Stored data entries:
────────────────────

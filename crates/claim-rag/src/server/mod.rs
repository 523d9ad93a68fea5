//! HTTP server for claim adjudication

pub mod routes;
pub mod state;

use axum::{extract::DefaultBodyLimit, routing::get, Router};
use std::net::SocketAddr;
use tower_http::{
    cors::{Any, CorsLayer},
    trace::TraceLayer,
};

use crate::config::{RagConfig, ServerConfig};
use crate::error::{Error, Result};
use state::AppState;

/// Build the router with all routes and middleware
pub fn router(state: AppState, config: &ServerConfig) -> Router {
    let router = Router::new()
        .route("/health", get(health_check))
        .merge(routes::claim_routes())
        .with_state(state)
        // Middleware layers (applied bottom to top)
        .layer(DefaultBodyLimit::max(config.max_body_size))
        .layer(TraceLayer::new_for_http());

    if config.enable_cors {
        router.layer(
            CorsLayer::new()
                .allow_origin(Any)
                .allow_methods(Any)
                .allow_headers(Any),
        )
    } else {
        router
    }
}

/// Claim adjudication HTTP server
pub struct ClaimServer {
    config: RagConfig,
    state: AppState,
}

impl ClaimServer {
    /// Load the engine and prepare the server
    pub async fn new(config: RagConfig) -> Result<Self> {
        let state = AppState::from_config(&config).await?;
        Ok(Self { config, state })
    }

    /// Get the server address
    pub fn address(&self) -> String {
        format!("{}:{}", self.config.server.host, self.config.server.port)
    }

    /// Serve until Ctrl-C
    pub async fn start(self) -> Result<()> {
        let addr: SocketAddr = self
            .address()
            .parse()
            .map_err(|e| Error::Config(format!("Invalid address: {}", e)))?;

        let router = router(self.state, &self.config.server);

        let listener = tokio::net::TcpListener::bind(addr)
            .await
            .map_err(|e| Error::Config(format!("Failed to bind {}: {}", addr, e)))?;

        tracing::info!("Starting claim server on http://{}", addr);
        tracing::info!("Submit claims with POST http://{}/process_claim", addr);

        axum::serve(listener, router)
            .with_graceful_shutdown(shutdown_signal())
            .await
            .map_err(|e| Error::Internal(format!("Server error: {}", e)))?;

        tracing::info!("Server stopped");
        Ok(())
    }
}

/// Health check endpoint
async fn health_check() -> &'static str {
    "OK"
}

async fn shutdown_signal() {
    if let Err(e) = tokio::signal::ctrl_c().await {
        tracing::error!("Failed to listen for shutdown signal: {}", e);
        std::future::pending::<()>().await;
    }
    tracing::info!("Shutdown signal received, draining connections");
}
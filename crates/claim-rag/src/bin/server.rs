//! Claim adjudication server binary
//!
//! Run with: cargo run -p claim-rag --bin claim-rag-server

use claim_rag::{
    config::{RagConfig, CONFIG_PATH_ENV},
    server::ClaimServer,
};
use std::path::PathBuf;
use tracing_subscriber::{layer::SubscriberExt, util::SubscriberInitExt};

#[tokio::main]
async fn main() -> anyhow::Result<()> {
    // Initialize tracing
    tracing_subscriber::registry()
        .with(
            tracing_subscriber::EnvFilter::try_from_default_env()
                .unwrap_or_else(|_| "claim_rag=info,tower_http=debug".into()),
        )
        .with(tracing_subscriber::fmt::layer())
        .init();

    println!(
        r#"
╔═══════════════════════════════════════════════════════════╗
║                  Claim Adjudicator API                    ║
║        Policy-grounded insurance claim decisions          ║
╚═══════════════════════════════════════════════════════════╝
"#
    );

    let config_path = std::env::var(CONFIG_PATH_ENV).ok().map(PathBuf::from);
    let config = RagConfig::load(config_path.as_deref())?;

    tracing::info!("Configuration loaded");
    tracing::info!("  - Embedding model: {}", config.embeddings.model);
    tracing::info!("  - Embedding dimensions: {}", config.embeddings.dimensions);
    tracing::info!("  - Index: {}", config.vector_db.storage_path.display());
    tracing::info!("  - LLM: {} via {:?}", config.llm.model, config.llm.backend);
    tracing::info!("  - Top-k: {}", config.retrieval.top_k);

    let server = ClaimServer::new(config).await?;

    println!("\nServer starting...");
    println!("  API: http://{}", server.address());
    println!("  Health: http://{}/health", server.address());
    println!("\nEndpoints:");
    println!("  GET  /               - Welcome message");
    println!("  POST /process_claim  - Adjudicate a claim");
    println!("\nPress Ctrl+C to stop\n");

    server.start().await?;

    Ok(())
}
//! PDF and DOCX text extraction

use crate::error::{Error, Result};
use crate::types::{FileType, TextUnit};

/// Per-format text extractor
pub struct FileParser;

impl FileParser {
    /// Parse a file based on its extension
    pub fn parse(filename: &str, data: &[u8]) -> Result<TextUnit> {
        match FileType::from_filename(filename) {
            FileType::Pdf => Self::parse_pdf(filename, data),
            FileType::Docx => Self::parse_docx(filename, data),
            FileType::Unknown => Err(Error::UnsupportedFileType(filename.to_string())),
        }
    }

    /// Parse a PDF, concatenating page text in page order
    fn parse_pdf(filename: &str, data: &[u8]) -> Result<TextUnit> {
        let doc = match lopdf::Document::load_mem(data) {
            Ok(doc) => doc,
            Err(e) => {
                tracing::warn!("lopdf could not load '{}': {}, trying pdf-extract", filename, e);
                return Self::parse_pdf_fallback(filename, data);
            }
        };

        // get_pages is keyed by 1-based page number, already in page order
        let pages = doc.get_pages();
        let page_count = pages.len() as u32;
        let mut content = String::new();

        for page_number in pages.keys() {
            match doc.extract_text(&[*page_number]) {
                Ok(text) => content.push_str(&text),
                Err(e) => {
                    tracing::debug!("No text on page {} of '{}': {}", page_number, filename, e);
                }
            }
        }

        let content = content.replace('\0', "");
        if content.trim().is_empty() && page_count > 0 {
            tracing::warn!(
                "'{}' has {} pages but no extractable text (scanned or image-based?)",
                filename,
                page_count
            );
        }

        Ok(TextUnit::new(filename, FileType::Pdf, content).with_page_count(page_count))
    }

    /// Whole-document extraction for PDFs lopdf cannot open
    fn parse_pdf_fallback(filename: &str, data: &[u8]) -> Result<TextUnit> {
        let content = pdf_extract::extract_text_from_mem(data)
            .map_err(|e| Error::file_parse(filename, format!("Failed to load PDF: {}", e)))?;

        Ok(TextUnit::new(filename, FileType::Pdf, content.replace('\0', "")))
    }

    /// Parse a DOCX, joining paragraph text with newlines
    fn parse_docx(filename: &str, data: &[u8]) -> Result<TextUnit> {
        let doc = docx_rs::read_docx(data).map_err(|e| Error::file_parse(filename, e.to_string()))?;

        let mut paragraphs = Vec::new();

        // Tables are not part of the paragraph sequence
        for child in &doc.document.children {
            if let docx_rs::DocumentChild::Paragraph(p) = child {
                let mut text = String::new();
                for child in &p.children {
                    if let docx_rs::ParagraphChild::Run(run) = child {
                        for child in &run.children {
                            match child {
                                docx_rs::RunChild::Text(t) => text.push_str(&t.text),
                                docx_rs::RunChild::Tab(_) => text.push('\t'),
                                _ => {}
                            }
                        }
                    }
                }
                paragraphs.push(text);
            }
        }

        Ok(TextUnit::new(filename, FileType::Docx, paragraphs.join("\n")))
    }
}

#[cfg(test)]
pub(crate) mod fixtures {
    //! In-memory documents for parser and loader tests

    use lopdf::content::{Content, Operation};
    use lopdf::{dictionary, Document, Object, Stream};

    /// Build a DOCX with one paragraph per entry
    pub fn docx_bytes(paragraphs: &[&str]) -> Vec<u8> {
        let mut docx = docx_rs::Docx::new();
        for text in paragraphs {
            docx = docx.add_paragraph(
                docx_rs::Paragraph::new().add_run(docx_rs::Run::new().add_text(*text)),
            );
        }
        let mut cursor = std::io::Cursor::new(Vec::new());
        docx.build().pack(&mut cursor).unwrap();
        cursor.into_inner()
    }

    /// Build a PDF with one line of text per page
    pub fn pdf_bytes(pages: &[&str]) -> Vec<u8> {
        let mut doc = Document::with_version("1.5");
        let pages_id = doc.new_object_id();
        let font_id = doc.add_object(dictionary! {
            "Type" => "Font",
            "Subtype" => "Type1",
            "BaseFont" => "Courier",
        });
        let resources_id = doc.add_object(dictionary! {
            "Font" => dictionary! {
                "F1" => font_id,
            },
        });

        let mut kids: Vec<Object> = Vec::new();
        for text in pages {
            let content = Content {
                operations: vec![
                    Operation::new("BT", vec![]),
                    Operation::new("Tf", vec!["F1".into(), 24.into()]),
                    Operation::new("Td", vec![72.into(), 700.into()]),
                    Operation::new("Tj", vec![Object::string_literal(*text)]),
                    Operation::new("ET", vec![]),
                ],
            };
            let content_id =
                doc.add_object(Stream::new(dictionary! {}, content.encode().unwrap()));
            let page_id = doc.add_object(dictionary! {
                "Type" => "Page",
                "Parent" => pages_id,
                "Contents" => content_id,
            });
            kids.push(page_id.into());
        }

        let pages_dict = dictionary! {
            "Type" => "Pages",
            "Count" => kids.len() as i64,
            "Kids" => kids,
            "Resources" => resources_id,
            "MediaBox" => vec![0.into(), 0.into(), 595.into(), 842.into()],
        };
        doc.objects.insert(pages_id, Object::Dictionary(pages_dict));
        let catalog_id = doc.add_object(dictionary! {
            "Type" => "Catalog",
            "Pages" => pages_id,
        });
        doc.trailer.set("Root", catalog_id);

        let mut bytes = Vec::new();
        doc.save_to(&mut bytes).unwrap();
        bytes
    }
}
//! Claim adjudication endpoints

use axum::{
    extract::{rejection::JsonRejection, State},
    Json,
};
use serde_json::{json, Value};
use std::time::Instant;
use uuid::Uuid;

use crate::error::{Error, Result};
use crate::server::state::AppState;
use crate::types::{ClaimRequest, NormalizedResponse};

pub const WELCOME_MESSAGE: &str =
    "Welcome to the Claim Adjudicator API. Use the /process_claim endpoint to make a query.";

/// GET / - Welcome message
pub async fn welcome() -> Json<Value> {
    Json(json!({ "message": WELCOME_MESSAGE }))
}

/// POST /process_claim - Adjudicate a natural-language claim
///
/// Parse failures of the model output still return 200 with a diagnostic body.
pub async fn process_claim(
    State(state): State<AppState>,
    request: std::result::Result<Json<ClaimRequest>, JsonRejection>,
) -> Result<Json<NormalizedResponse>> {
    let Json(request) = request.map_err(|e| Error::InvalidRequest(e.body_text()))?;
    let query = request.query.as_str();

    let request_id = Uuid::new_v4();
    let start = Instant::now();
    tracing::info!(%request_id, "Claim query: \"{}\"", query);

    let response = state.engine().adjudicate(query).await?;

    tracing::info!(
        %request_id,
        diagnostic = response.is_diagnostic(),
        "Claim processed in {}ms",
        start.elapsed().as_millis()
    );

    Ok(Json(response))
}
//! Vector index and query-time retrieval

mod index;
mod retriever;

pub use index::{IndexEntry, SearchHit, VectorIndex, DB_FILE, MANIFEST_FILE};
pub use retriever::{RetrievedChunk, RetrievedContext, Retriever};
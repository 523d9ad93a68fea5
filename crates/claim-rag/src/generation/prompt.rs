//! Prompt template for claim adjudication

use crate::retrieval::RetrievedContext;

/// Prompt builder for claim queries
pub struct PromptBuilder;

impl PromptBuilder {
    /// Render retrieved chunks as numbered, source-labelled clauses
    pub fn build_context(context: &RetrievedContext) -> String {
        context
            .chunks
            .iter()
            .enumerate()
            .map(|(i, chunk)| format!("[{}] Source: {}\n{}", i + 1, chunk.source, chunk.text))
            .collect::<Vec<_>>()
            .join("\n\n")
    }

    /// Build the adjudication prompt
    pub fn build_claim_prompt(context: &str, question: &str) -> String {
        format!(
            r#"
You are an expert insurance claim adjudicator. Your task is to evaluate a claim based ONLY on the provided policy clauses and return a structured JSON response.

**Policy Clauses (Context):**
{context}

**User Query:**
{question}

Based strictly on the context provided, determine the claim's status.
Your response MUST be a JSON object with three keys:
1. "decision": A string, either "Approved" or "Rejected".
2. "amount": An integer representing the approved amount. If rejected, this should be 0.
3. "justification": A string explaining the decision by referencing the specific policy clauses from the context.

JSON Response:
"#,
            context = context,
            question = question
        )
    }
}

#[cfg(test)]
mod tests {
    use super::*;
    use crate::retrieval::RetrievedChunk;

    fn context() -> RetrievedContext {
        RetrievedContext {
            chunks: vec![
                RetrievedChunk {
                    text: "Knee surgery is covered after a waiting period of 2 months.".to_string(),
                    source: "policy.pdf".to_string(),
                    chunk_index: 3,
                    distance: 0.2,
                },
                RetrievedChunk {
                    text: "Claims must be filed within 30 days.".to_string(),
                    source: "terms.docx".to_string(),
                    chunk_index: 0,
                    distance: 0.7,
                },
            ],
        }
    }

    #[test]
    fn test_context_numbered_in_retrieval_order() {
        let rendered = PromptBuilder::build_context(&context());
        assert_eq!(
            rendered,
            "[1] Source: policy.pdf\nKnee surgery is covered after a waiting period of 2 months.\n\n\
             [2] Source: terms.docx\nClaims must be filed within 30 days."
        );
    }

    #[test]
    fn test_prompt_contains_context_question_and_schema() {
        let ctx = PromptBuilder::build_context(&context());
        let prompt =
            PromptBuilder::build_claim_prompt(&ctx, "46M, knee surgery, Pune, 3-month policy");

        assert!(prompt.contains(&ctx));
        assert!(prompt.contains("46M, knee surgery, Pune, 3-month policy"));
        assert!(prompt.contains("ONLY on the provided policy clauses"));
        assert!(prompt.contains(r#""decision": A string, either "Approved" or "Rejected"."#));
        assert!(prompt.contains(r#""amount""#));
        assert!(prompt.contains(r#""justification""#));
        assert!(prompt.trim_end().ends_with("JSON Response:"));
    }

    #[test]
    fn test_prompt_is_deterministic() {
        let a = PromptBuilder::build_claim_prompt("ctx", "q");
        let b = PromptBuilder::build_claim_prompt("ctx", "q");
        assert_eq!(a, b);
    }

    #[test]
    fn test_empty_context_renders_empty_section() {
        let ctx = PromptBuilder::build_context(&RetrievedContext::default());
        assert!(ctx.is_empty());
        assert!(PromptBuilder::build_claim_prompt(&ctx, "q").contains("**Policy Clauses (Context):**\n\n"));
    }
}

────────────────────

WHAT THE TASK ASKS: From the records above, return each line that has the string "model".

TASK RESULT:
    tracing::info!("  - Embedding model: {}", config.embeddings.model);
    tracing::info!("  - LLM: {} via {:?}", config.llm.model, config.llm.backend);
/// Parse failures of the model output still return 200 with a diagnostic body.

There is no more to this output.